■ About this task: In the records below, find each line with "before" and copy it.

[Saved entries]
┄┄┄┄┄┄┄┄┄┄┄┄┄┄┄┄┄┄┄┄

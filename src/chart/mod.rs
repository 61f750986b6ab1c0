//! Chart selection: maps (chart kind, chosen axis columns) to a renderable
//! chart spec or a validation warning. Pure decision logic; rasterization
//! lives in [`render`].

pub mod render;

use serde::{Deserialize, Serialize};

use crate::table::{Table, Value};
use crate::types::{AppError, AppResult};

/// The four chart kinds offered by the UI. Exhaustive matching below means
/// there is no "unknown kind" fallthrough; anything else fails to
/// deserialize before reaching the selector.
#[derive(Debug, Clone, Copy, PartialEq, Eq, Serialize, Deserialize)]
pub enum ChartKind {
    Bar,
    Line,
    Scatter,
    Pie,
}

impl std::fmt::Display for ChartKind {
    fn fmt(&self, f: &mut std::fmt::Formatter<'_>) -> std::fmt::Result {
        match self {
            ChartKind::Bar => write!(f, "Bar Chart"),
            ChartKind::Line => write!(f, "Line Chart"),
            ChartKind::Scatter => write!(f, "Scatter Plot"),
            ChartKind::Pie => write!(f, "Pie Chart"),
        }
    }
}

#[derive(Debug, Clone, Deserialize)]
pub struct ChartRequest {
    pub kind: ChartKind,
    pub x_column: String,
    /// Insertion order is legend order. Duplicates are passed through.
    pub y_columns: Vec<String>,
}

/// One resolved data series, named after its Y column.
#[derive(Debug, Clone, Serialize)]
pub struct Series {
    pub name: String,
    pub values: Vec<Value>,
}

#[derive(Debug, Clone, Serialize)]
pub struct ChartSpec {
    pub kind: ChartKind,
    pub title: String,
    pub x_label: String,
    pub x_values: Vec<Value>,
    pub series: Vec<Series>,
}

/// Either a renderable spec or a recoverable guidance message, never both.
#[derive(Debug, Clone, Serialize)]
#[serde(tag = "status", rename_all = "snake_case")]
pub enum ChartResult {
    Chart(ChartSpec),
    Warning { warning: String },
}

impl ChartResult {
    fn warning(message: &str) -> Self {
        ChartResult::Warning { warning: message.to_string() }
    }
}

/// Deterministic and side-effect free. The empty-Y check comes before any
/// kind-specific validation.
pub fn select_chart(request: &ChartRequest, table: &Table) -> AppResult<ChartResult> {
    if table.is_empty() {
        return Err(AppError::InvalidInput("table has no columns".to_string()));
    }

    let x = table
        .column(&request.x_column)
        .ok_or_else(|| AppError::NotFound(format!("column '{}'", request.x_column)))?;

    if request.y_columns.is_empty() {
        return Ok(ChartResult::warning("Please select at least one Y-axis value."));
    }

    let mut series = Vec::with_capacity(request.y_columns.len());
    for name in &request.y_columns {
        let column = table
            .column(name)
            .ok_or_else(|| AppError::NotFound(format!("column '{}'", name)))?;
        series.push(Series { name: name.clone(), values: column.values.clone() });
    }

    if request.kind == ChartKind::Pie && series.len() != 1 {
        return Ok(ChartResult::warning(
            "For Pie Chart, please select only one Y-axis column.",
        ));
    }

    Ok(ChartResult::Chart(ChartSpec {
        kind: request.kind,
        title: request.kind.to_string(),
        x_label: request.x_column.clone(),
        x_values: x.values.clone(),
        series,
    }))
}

┄┄┄┄┄┄┄┄┄┄┄┄┄┄┄┄┄┄┄┄

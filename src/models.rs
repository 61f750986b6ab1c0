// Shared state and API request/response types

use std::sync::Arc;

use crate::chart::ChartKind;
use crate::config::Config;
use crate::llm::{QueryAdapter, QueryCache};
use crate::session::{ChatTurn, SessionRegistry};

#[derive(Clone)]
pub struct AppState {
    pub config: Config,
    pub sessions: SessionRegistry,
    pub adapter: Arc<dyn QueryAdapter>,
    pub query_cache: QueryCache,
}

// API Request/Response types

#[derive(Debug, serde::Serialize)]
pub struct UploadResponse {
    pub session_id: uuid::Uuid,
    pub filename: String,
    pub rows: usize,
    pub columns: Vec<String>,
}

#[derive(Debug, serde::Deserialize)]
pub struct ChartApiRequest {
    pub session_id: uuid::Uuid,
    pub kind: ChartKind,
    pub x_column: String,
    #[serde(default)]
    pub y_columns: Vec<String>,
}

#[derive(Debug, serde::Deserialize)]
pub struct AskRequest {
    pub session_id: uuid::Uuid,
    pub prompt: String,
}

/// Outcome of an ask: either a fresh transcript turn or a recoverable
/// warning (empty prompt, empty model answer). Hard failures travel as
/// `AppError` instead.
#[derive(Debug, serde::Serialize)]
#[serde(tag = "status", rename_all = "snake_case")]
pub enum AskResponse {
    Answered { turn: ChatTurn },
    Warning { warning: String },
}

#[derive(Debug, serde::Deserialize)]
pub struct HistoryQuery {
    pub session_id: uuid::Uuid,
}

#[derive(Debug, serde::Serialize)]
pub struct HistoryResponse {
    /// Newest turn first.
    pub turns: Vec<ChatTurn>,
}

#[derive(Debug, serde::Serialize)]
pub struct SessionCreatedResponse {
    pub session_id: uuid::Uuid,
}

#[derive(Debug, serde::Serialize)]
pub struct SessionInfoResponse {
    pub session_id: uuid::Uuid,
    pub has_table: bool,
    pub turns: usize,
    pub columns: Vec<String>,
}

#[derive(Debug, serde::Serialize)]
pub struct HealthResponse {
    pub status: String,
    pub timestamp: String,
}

┄┄┄┄┄┄┄┄┄┄┄┄┄┄┄┄┄┄┄┄

■ Answer space:
/// deserialize before reaching the selector.
/// Deterministic and side-effect free. The empty-Y check comes before any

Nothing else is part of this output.